- **About this exercise**
Please repeat the lines below, exactly and only, from the one that holds "filename crates/app/src/domain/orders/mod.rs" through the one that holds "today (UTC); a".

- **Records for the exercise**
►

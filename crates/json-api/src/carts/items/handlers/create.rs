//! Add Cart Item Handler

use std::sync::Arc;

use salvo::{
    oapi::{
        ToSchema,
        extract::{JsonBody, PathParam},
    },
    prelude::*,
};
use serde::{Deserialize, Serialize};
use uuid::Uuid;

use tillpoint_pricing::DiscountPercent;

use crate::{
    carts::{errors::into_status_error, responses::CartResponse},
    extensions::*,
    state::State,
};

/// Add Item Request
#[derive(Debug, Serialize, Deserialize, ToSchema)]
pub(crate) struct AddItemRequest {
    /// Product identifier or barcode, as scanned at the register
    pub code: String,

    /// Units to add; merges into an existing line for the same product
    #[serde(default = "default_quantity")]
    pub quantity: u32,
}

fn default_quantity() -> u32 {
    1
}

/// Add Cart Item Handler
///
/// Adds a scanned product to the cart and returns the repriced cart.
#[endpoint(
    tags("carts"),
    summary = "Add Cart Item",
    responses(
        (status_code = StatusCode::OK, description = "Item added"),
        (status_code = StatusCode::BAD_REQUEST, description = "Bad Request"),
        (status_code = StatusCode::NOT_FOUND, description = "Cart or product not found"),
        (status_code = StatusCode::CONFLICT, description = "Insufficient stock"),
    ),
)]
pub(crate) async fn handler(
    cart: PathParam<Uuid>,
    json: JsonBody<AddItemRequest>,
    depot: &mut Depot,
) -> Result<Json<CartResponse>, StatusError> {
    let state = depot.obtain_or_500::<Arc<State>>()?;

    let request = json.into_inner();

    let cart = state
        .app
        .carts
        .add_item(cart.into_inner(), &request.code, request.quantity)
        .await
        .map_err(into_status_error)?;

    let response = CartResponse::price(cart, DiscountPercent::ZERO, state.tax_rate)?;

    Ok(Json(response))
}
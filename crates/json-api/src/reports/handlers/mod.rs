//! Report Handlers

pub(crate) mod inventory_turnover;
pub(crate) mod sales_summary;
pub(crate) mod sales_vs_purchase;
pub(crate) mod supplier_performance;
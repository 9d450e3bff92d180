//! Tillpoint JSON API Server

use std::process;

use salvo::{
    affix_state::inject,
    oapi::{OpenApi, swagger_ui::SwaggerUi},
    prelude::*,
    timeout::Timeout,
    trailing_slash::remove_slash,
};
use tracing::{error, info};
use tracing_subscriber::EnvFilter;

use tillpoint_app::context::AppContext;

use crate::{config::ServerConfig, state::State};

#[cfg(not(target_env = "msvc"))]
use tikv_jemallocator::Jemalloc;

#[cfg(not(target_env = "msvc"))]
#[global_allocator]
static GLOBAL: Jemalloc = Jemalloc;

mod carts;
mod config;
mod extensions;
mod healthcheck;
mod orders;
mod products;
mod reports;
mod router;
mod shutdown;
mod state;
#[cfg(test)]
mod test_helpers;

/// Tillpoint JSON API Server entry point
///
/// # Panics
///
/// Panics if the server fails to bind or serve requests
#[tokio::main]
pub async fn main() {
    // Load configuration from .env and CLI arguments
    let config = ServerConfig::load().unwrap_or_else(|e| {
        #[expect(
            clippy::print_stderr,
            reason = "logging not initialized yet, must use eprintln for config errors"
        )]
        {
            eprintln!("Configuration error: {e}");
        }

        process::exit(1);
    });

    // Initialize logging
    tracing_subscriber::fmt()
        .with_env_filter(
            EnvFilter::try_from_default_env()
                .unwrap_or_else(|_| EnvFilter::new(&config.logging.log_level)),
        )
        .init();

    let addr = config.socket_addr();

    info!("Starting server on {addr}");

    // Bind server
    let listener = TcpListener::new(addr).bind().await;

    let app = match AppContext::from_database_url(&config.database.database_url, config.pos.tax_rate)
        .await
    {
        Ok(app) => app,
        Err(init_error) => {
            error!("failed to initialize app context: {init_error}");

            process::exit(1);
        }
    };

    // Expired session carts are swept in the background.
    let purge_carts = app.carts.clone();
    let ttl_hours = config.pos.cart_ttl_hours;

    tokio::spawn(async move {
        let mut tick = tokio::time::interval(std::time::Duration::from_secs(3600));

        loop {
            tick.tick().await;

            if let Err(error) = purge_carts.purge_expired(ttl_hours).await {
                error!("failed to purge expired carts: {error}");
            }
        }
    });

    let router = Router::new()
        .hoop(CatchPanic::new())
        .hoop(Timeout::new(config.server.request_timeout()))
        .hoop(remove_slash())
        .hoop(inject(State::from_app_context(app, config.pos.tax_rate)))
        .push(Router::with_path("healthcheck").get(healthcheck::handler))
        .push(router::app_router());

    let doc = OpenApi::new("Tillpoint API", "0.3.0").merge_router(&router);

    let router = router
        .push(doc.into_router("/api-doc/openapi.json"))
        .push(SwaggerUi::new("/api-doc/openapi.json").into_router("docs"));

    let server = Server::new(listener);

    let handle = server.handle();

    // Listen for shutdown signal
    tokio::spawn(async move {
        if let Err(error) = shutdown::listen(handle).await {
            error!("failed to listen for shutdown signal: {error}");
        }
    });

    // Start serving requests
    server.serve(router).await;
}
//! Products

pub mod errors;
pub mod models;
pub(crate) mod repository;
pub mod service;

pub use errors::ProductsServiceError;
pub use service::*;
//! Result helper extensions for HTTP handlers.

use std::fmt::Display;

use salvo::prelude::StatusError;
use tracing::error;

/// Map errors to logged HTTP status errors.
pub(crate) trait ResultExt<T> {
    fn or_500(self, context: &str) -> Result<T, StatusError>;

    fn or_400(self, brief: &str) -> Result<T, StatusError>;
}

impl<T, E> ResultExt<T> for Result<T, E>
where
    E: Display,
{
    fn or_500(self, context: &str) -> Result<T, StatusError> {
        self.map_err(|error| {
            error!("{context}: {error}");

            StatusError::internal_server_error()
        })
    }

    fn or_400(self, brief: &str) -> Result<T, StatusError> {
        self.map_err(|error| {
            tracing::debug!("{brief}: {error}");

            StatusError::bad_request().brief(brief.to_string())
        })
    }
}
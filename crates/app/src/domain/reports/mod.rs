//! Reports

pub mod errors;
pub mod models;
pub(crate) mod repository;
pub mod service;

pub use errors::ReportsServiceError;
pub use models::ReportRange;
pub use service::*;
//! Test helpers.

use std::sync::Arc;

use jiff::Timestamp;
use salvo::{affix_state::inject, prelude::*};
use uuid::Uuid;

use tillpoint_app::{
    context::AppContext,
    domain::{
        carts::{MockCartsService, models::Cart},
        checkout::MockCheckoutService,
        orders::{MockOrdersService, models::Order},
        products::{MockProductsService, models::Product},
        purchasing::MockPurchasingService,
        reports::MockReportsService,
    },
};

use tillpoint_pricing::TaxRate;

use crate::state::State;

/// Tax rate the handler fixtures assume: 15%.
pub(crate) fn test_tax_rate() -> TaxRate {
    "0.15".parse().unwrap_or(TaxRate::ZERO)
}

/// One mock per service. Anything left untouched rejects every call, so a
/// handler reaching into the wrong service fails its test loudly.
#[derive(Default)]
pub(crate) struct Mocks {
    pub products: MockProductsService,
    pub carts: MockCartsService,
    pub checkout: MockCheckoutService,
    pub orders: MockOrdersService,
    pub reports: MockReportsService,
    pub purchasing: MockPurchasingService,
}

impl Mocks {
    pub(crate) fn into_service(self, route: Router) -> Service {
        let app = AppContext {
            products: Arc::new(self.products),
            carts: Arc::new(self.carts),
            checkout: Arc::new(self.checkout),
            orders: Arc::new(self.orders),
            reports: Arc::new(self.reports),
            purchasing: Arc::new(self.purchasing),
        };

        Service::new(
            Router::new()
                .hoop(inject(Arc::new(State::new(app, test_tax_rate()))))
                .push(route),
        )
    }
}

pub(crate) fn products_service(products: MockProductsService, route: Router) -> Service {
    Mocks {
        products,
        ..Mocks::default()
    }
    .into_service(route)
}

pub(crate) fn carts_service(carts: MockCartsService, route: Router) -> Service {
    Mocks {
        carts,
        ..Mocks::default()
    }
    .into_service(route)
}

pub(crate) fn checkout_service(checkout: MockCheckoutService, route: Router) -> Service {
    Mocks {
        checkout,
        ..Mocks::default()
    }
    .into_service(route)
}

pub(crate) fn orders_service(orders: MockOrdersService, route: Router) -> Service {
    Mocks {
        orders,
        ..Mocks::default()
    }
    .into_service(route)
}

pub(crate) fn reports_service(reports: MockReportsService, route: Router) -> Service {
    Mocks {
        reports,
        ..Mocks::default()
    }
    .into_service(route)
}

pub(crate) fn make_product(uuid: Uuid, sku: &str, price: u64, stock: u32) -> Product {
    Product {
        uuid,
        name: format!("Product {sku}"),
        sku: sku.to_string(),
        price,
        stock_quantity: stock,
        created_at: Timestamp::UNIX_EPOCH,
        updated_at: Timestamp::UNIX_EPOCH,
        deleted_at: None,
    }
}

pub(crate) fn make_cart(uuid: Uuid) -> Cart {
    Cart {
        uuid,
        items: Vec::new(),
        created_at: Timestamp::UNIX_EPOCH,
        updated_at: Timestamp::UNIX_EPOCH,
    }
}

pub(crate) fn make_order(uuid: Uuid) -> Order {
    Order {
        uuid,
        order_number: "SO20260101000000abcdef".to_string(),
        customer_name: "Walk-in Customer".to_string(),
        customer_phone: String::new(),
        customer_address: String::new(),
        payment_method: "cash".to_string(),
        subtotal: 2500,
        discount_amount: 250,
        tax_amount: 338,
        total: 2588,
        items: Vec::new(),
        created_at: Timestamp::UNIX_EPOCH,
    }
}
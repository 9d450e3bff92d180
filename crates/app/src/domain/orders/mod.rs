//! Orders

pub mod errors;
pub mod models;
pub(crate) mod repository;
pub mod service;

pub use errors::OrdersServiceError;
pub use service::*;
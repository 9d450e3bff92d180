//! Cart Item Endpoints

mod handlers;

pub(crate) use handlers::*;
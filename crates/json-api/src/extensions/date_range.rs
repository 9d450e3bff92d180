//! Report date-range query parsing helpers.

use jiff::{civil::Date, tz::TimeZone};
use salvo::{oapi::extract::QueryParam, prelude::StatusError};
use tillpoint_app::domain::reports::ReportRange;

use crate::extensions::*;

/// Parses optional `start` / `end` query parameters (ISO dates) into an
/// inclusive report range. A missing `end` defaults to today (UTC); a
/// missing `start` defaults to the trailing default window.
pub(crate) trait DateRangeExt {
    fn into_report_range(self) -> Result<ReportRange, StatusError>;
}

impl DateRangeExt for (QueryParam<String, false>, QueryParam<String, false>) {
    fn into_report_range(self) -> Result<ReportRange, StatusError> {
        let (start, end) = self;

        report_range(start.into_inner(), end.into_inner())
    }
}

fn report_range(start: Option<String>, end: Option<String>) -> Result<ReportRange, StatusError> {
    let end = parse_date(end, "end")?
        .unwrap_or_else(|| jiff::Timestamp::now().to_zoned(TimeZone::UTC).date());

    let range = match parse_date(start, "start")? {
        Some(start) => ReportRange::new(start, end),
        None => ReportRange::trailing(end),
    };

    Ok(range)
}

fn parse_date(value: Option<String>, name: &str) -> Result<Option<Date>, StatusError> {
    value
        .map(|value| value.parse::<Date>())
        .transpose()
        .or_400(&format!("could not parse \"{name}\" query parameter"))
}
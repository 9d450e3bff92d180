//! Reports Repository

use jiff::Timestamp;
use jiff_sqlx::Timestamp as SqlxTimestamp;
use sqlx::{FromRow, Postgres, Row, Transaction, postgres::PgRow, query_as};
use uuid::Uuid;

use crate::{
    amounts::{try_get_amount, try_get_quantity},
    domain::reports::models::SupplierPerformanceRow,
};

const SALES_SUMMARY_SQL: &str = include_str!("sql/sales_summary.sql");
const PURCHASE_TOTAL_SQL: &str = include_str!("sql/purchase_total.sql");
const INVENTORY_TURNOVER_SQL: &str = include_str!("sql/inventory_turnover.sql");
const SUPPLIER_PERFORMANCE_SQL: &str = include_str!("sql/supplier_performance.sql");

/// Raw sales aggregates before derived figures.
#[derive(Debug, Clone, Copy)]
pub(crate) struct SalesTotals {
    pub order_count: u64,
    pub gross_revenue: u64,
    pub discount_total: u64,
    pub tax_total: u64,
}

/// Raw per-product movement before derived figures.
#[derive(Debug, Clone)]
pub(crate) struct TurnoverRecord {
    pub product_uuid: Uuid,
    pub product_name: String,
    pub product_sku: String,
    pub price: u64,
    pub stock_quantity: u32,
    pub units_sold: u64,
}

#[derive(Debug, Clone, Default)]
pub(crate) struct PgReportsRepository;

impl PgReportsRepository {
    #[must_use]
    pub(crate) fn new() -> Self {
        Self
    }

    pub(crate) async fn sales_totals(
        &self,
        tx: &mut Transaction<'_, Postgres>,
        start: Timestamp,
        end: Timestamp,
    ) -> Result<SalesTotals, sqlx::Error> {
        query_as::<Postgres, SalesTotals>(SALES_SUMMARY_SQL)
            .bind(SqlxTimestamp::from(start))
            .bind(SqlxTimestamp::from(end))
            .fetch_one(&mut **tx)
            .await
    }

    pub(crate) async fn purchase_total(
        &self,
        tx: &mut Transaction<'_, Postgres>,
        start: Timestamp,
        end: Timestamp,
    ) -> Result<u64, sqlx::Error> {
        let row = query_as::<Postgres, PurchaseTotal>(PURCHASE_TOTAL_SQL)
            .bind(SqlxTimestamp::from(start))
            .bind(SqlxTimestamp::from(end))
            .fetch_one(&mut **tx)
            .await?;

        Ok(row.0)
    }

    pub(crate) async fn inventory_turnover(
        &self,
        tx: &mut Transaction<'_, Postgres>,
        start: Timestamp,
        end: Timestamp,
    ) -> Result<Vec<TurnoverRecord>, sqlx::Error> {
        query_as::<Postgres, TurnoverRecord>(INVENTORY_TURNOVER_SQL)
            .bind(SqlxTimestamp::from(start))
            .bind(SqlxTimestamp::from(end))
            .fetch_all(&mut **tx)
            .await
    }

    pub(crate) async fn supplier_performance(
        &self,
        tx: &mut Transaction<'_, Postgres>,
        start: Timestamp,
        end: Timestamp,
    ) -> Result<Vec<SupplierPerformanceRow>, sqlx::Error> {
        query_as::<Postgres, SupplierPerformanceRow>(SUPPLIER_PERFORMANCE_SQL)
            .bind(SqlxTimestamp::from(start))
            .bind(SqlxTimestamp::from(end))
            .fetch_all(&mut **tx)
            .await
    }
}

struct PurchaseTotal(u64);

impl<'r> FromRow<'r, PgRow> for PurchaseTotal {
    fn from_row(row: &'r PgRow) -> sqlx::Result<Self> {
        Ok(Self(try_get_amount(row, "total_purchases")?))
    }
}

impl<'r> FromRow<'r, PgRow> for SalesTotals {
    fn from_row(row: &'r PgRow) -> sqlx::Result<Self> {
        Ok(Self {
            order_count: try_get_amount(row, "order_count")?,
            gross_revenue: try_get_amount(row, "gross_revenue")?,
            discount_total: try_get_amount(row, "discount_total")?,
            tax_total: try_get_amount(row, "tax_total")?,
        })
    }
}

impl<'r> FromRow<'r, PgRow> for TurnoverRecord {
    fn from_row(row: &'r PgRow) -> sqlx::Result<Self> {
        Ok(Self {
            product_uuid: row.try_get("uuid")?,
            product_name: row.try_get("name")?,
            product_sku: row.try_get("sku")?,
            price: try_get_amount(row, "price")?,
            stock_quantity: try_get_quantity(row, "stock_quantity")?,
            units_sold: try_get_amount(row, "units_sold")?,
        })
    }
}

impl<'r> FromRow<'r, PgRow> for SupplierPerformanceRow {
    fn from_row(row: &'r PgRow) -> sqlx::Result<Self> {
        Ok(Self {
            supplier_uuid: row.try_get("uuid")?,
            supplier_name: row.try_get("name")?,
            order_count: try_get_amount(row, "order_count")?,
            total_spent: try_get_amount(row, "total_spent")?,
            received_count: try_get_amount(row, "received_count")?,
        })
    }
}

◄

- **Reply**
filename crates/app/src/domain/orders/mod.rs
//! Orders

pub mod errors;
pub mod models;
pub(crate) mod repository;
pub mod service;

pub use errors::OrdersServiceError;
pub use service::*;
repository 9d450e3bff92d180
//! Cart Item Endpoints

mod handlers;

pub(crate) use handlers::*;
filename crates/json-api/src/extensions/date_range.rs
repository 9d450e3bff92d180
//! Report date-range query parsing helpers.

use jiff::{civil::Date, tz::TimeZone};
use salvo::{oapi::extract::QueryParam, prelude::StatusError};
use tillpoint_app::domain::reports::ReportRange;

use crate::extensions::*;

/// Parses optional `start` / `end` query parameters (ISO dates) into an
/// inclusive report range. A missing `end` defaults to today (UTC); a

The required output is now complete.